Она дала мне листок бумаги, на котором было написано: «1517 Клемент стрит. Дом господина и мадам Кураковых. Спросить Петрова».
Я ждал Петрова почти два часа. Пожилая русская пара, у которых Петров снимал комнату, настаивала, чтобы я с ними пообедал, и я сел во главе стола лицом к улыбающемуся портрету генерала Эйзенхауэра, который висел над портретом царя Николая Второго.
Среди криков и объятий я не заметил, как постарел Петров. Его хозяева удалились в свою спальню, умоляя нас оставаться в гостиной.

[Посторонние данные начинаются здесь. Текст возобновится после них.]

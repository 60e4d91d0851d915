//! Named corpora and tokenizers for driving the pipeline interactively.
//!
//! Every method corresponds to one command of an interactive front end: corpora and tokenizers
//! are registered under a name and later stages look them up by that name.

use std::collections::BTreeMap;
use std::path::Path;

use crate::config::{ParserConfig, TokenizerConfig};
use crate::corpus::{Corpus, FilterReport, ParseReport};
use crate::error::{ChatprepError, EntityKind, Result};
use crate::message::{ChatId, Message};
use crate::senders::SenderTable;
use crate::tokenizer::{ChatTokenizer, Encoded};

/// Registry of named corpora and tokenizers sharing one configuration.
#[derive(Debug, Default)]
pub struct Session {
    parser: ParserConfig,
    tokenizer: TokenizerConfig,
    corpora: BTreeMap<String, Corpus>,
    tokenizers: BTreeMap<String, ChatTokenizer>,
}

impl Session {
    /// Creates an empty session after validating both configurations.
    pub fn new(parser: ParserConfig, tokenizer: TokenizerConfig) -> Result<Self> {
        parser.validate()?;
        tokenizer.validate()?;
        Ok(Self {
            parser,
            tokenizer,
            corpora: BTreeMap::new(),
            tokenizers: BTreeMap::new(),
        })
    }

    /// Parser configuration used for every parse.
    #[must_use]
    pub fn parser_config(&self) -> &ParserConfig {
        &self.parser
    }

    /// Parses `inputs` into a fresh corpus stored as `name`, replacing any previous one.
    pub fn parse<P: AsRef<Path>>(&mut self, name: &str, inputs: &[P]) -> Result<ParseReport> {
        let mut corpus = Corpus::new();
        let report = corpus.parse_files(inputs, &self.parser)?;
        self.corpora.insert(name.to_owned(), corpus);
        Ok(report)
    }

    /// Parses `inputs` and appends them to the existing corpus `name`.
    pub fn append<P: AsRef<Path>>(&mut self, name: &str, inputs: &[P]) -> Result<ParseReport> {
        let parser = &self.parser;
        let corpus = self
            .corpora
            .get_mut(name)
            .ok_or_else(|| ChatprepError::not_found(EntityKind::Corpus, name))?;
        corpus.parse_files(inputs, parser)
    }

    /// Encodes the senders of corpus `name`.
    pub fn encode_senders(&mut self, name: &str) -> Result<&SenderTable> {
        self.corpus_mut(name)?.encode_senders()
    }

    /// Removes messages with characters outside the `keep_count` most frequent ones.
    pub fn filter_rare(&mut self, name: &str, keep_count: usize) -> Result<FilterReport> {
        let workers = self.parser.worker_count();
        self.corpus_mut(name)?.filter_rare(keep_count, workers)
    }

    /// Normalizes the time base of corpus `name`, returning the applied delta.
    pub fn normalize_time(&mut self, name: &str, delta: Option<i64>) -> Result<i64> {
        self.corpus_mut(name)?.normalize_time(delta)
    }

    /// Looks up one message by chat id and line number.
    pub fn message(&self, name: &str, chat_id: ChatId, line_index: usize) -> Result<&Message> {
        self.corpus(name)?.find(chat_id, line_index)
    }

    /// Sender table of an encoded corpus.
    pub fn senders(&self, name: &str) -> Result<&SenderTable> {
        self.corpus(name)?.sender_table()
    }

    /// Looks up a corpus by name.
    pub fn corpus(&self, name: &str) -> Result<&Corpus> {
        self.corpora
            .get(name)
            .ok_or_else(|| ChatprepError::not_found(EntityKind::Corpus, name))
    }

    fn corpus_mut(&mut self, name: &str) -> Result<&mut Corpus> {
        self.corpora
            .get_mut(name)
            .ok_or_else(|| ChatprepError::not_found(EntityKind::Corpus, name))
    }

    /// Names of all registered corpora, sorted.
    pub fn corpora(&self) -> impl Iterator<Item = &str> + '_ {
        self.corpora.keys().map(String::as_str)
    }

    /// Trains a tokenizer on corpus `corpus_name` and registers it as `tokenizer_name`.
    pub fn train_tokenizer(
        &mut self,
        tokenizer_name: &str,
        corpus_name: &str,
    ) -> Result<&ChatTokenizer> {
        let corpus = self.corpus(corpus_name)?;
        let trained = ChatTokenizer::from_corpus(corpus, &self.tokenizer)?;
        self.tokenizers.insert(tokenizer_name.to_owned(), trained);
        self.tokenizer(tokenizer_name)
    }

    /// Looks up a tokenizer by name.
    pub fn tokenizer(&self, name: &str) -> Result<&ChatTokenizer> {
        self.tokenizers
            .get(name)
            .ok_or_else(|| ChatprepError::not_found(EntityKind::Tokenizer, name))
    }

    /// Encodes `text` with tokenizer `name`.
    pub fn tokenize(&self, name: &str, text: &str) -> Result<Encoded> {
        self.tokenizer(name)?.encode(text)
    }

    /// Names of all registered tokenizers, sorted.
    pub fn tokenizers(&self) -> impl Iterator<Item = &str> + '_ {
        self.tokenizers.keys().map(String::as_str)
    }
}
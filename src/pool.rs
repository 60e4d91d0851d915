//! Fixed-size worker pool mapping contiguous chunks to index-addressed result slots.

use rayon::prelude::*;
use rayon::{ThreadPool, ThreadPoolBuilder};

use crate::error::Result;

/// Dedicated Rayon pool with one thread per worker.
pub(crate) struct WorkerPool {
    pool: ThreadPool,
    workers: usize,
}

impl WorkerPool {
    pub(crate) fn new(workers: usize) -> Result<Self> {
        let workers = workers.max(1);
        let pool = ThreadPoolBuilder::new()
            .num_threads(workers)
            .thread_name(|idx| format!("chatprep-worker-{idx}"))
            .build()?;
        Ok(Self { pool, workers })
    }

    pub(crate) fn workers(&self) -> usize {
        self.workers
    }

    /// Runs `job` over every chunk and returns the results in chunk order.
    ///
    /// Each job owns its chunk and writes only its own slot; the call returns once every slot is
    /// filled.
    pub(crate) fn map_chunks<T, R, F>(&self, chunks: Vec<T>, job: F) -> Vec<R>
    where
        T: Send,
        R: Send,
        F: Fn(usize, T) -> R + Sync + Send,
    {
        self.pool.install(|| {
            chunks
                .into_par_iter()
                .enumerate()
                .map(|(index, chunk)| job(index, chunk))
                .collect()
        })
    }
}

/// Splits `items` into `workers` contiguous chunks of `len / workers` items each.
///
/// Items beyond `workers * chunk_size` are not covered; the count of those is returned alongside
/// the chunks.
pub(crate) fn floor_chunks<T>(items: &[T], workers: usize) -> (Vec<&[T]>, usize) {
    let workers = workers.max(1);
    let chunk_size = items.len() / workers;
    let chunks = (0..workers)
        .map(|worker| &items[worker * chunk_size..(worker + 1) * chunk_size])
        .collect();
    (chunks, items.len() - workers * chunk_size)
}
//! Frequency-ranked sender anonymisation.

use rustc_hash::FxHashMap;
use serde::Serialize;

use crate::error::{ChatprepError, EntityKind, Result};
use crate::message::{Message, Sender, SenderId};

/// Mapping between sender display names and dense integer ids.
///
/// Id `0` is the most active sender; senders with equal message counts keep the order in which
/// they first appear in the corpus.
#[derive(Debug, Clone, Default, PartialEq, Eq, Serialize)]
pub struct SenderTable {
    names: Vec<String>,
    counts: Vec<usize>,
    #[serde(skip)]
    ids: FxHashMap<String, SenderId>,
}

impl SenderTable {
    /// Ranks the senders of `messages` by descending message count.
    ///
    /// Fails with [`ChatprepError::SendersEncoded`] if any sender is already an id.
    pub fn rank(messages: &[Message]) -> Result<Self> {
        let mut first_seen: Vec<(&str, usize)> = Vec::new();
        let mut slots: FxHashMap<&str, usize> = FxHashMap::default();
        for message in messages {
            let name = message.sender.name().ok_or(ChatprepError::SendersEncoded)?;
            let slot = *slots.entry(name).or_insert_with(|| {
                first_seen.push((name, 0));
                first_seen.len() - 1
            });
            first_seen[slot].1 += 1;
        }

        // Stable sort keeps first-appearance order among equal counts.
        first_seen.sort_by(|a, b| b.1.cmp(&a.1));

        let mut table = SenderTable::default();
        for (name, count) in first_seen {
            let id = SenderId::try_from(table.names.len())
                .map_err(|_| ChatprepError::Internal("sender count exceeds u32::MAX".into()))?;
            table.ids.insert(name.to_string(), id);
            table.names.push(name.to_string());
            table.counts.push(count);
        }
        Ok(table)
    }

    /// Number of distinct senders.
    #[must_use]
    pub fn len(&self) -> usize {
        self.names.len()
    }

    /// Returns `true` when no sender is known.
    #[must_use]
    pub fn is_empty(&self) -> bool {
        self.names.is_empty()
    }

    /// Sender names ordered by id.
    #[must_use]
    pub fn names(&self) -> &[String] {
        &self.names
    }

    /// Message counts ordered by id.
    #[must_use]
    pub fn counts(&self) -> &[usize] {
        &self.counts
    }

    /// Looks up the id assigned to `name`.
    pub fn id_of(&self, name: &str) -> Result<SenderId> {
        self.ids
            .get(name)
            .copied()
            .ok_or_else(|| ChatprepError::not_found(EntityKind::Sender, name))
    }

    /// Looks up the name behind `id`.
    pub fn name_of(&self, id: SenderId) -> Result<&str> {
        self.names
            .get(id as usize)
            .map(String::as_str)
            .ok_or_else(|| ChatprepError::not_found(EntityKind::Sender, id.to_string()))
    }

    /// Rewrites every named sender in `messages` to its id.
    pub fn apply(&self, messages: &mut [Message]) -> Result<()> {
        for message in messages.iter_mut() {
            let id = match &message.sender {
                Sender::Name(name) => self.id_of(name)?,
                Sender::Id(_) => return Err(ChatprepError::SendersEncoded),
            };
            message.sender = Sender::Id(id);
        }
        Ok(())
    }
}

#[cfg(test)]
mod tests {
    use super::*;

    fn messages(senders: &[&str]) -> Vec<Message> {
        senders
            .iter()
            .enumerate()
            .map(|(idx, sender)| Message {
                time: 0,
                sender: Sender::Name((*sender).to_string()),
                content: String::new(),
                line_index: idx,
                chat_id: 0,
            })
            .collect()
    }

    #[test]
    fn ties_are_broken_by_first_appearance() {
        let mut corpus = messages(&[
            "c", "a", "b", "a", "b", "c", "a", "b", "a", "b", "c", "a", "b",
        ]);
        let table = SenderTable::rank(&corpus).unwrap();
        assert_eq!(table.names(), &["a", "b", "c"]);
        assert_eq!(table.counts(), &[5, 5, 3]);

        table.apply(&mut corpus).unwrap();
        assert_eq!(corpus[0].sender, Sender::Id(2));
        assert_eq!(corpus[1].sender, Sender::Id(0));
        assert_eq!(corpus[2].sender, Sender::Id(1));
    }

    #[test]
    fn first_appearance_wins_over_name_order() {
        let corpus = messages(&["zed", "amy", "zed", "amy"]);
        let table = SenderTable::rank(&corpus).unwrap();
        assert_eq!(table.id_of("zed").unwrap(), 0);
        assert_eq!(table.id_of("amy").unwrap(), 1);
    }

    #[test]
    fn rank_rejects_encoded_senders() {
        let mut corpus = messages(&["a", "b"]);
        corpus[1].sender = Sender::Id(0);
        assert!(matches!(
            SenderTable::rank(&corpus),
            Err(ChatprepError::SendersEncoded)
        ));
    }

    #[test]
    fn lookups_report_unknown_entities() {
        let table = SenderTable::rank(&messages(&["a"])).unwrap();
        assert_eq!(table.name_of(0).unwrap(), "a");
        assert!(matches!(
            table.name_of(9),
            Err(ChatprepError::NotFound { kind: EntityKind::Sender, .. })
        ));
        assert!(matches!(
            table.id_of("nobody"),
            Err(ChatprepError::NotFound { kind: EntityKind::Sender, .. })
        ));
    }
}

— Приехал в вашу страну почти шесть месяцев тому назад, — сказал он. — Уже есть двое внуков и еще ждем одного.
— А как все другие в Китае?
— Еще много наших в Шанхае, но большинство уехали на Самар, остров на Филиппинах. Живут в палатках в очень скудных условиях. А все же это было очень хорошо со стороны филиппинцев позволить им оставаться там теперь, когда прежнего Китая больше нет.
— А Тамара?
— Я вам писал об этом перед самым отъездом из Шанхая.
Я сказал ему, что никаких писем от него не получал.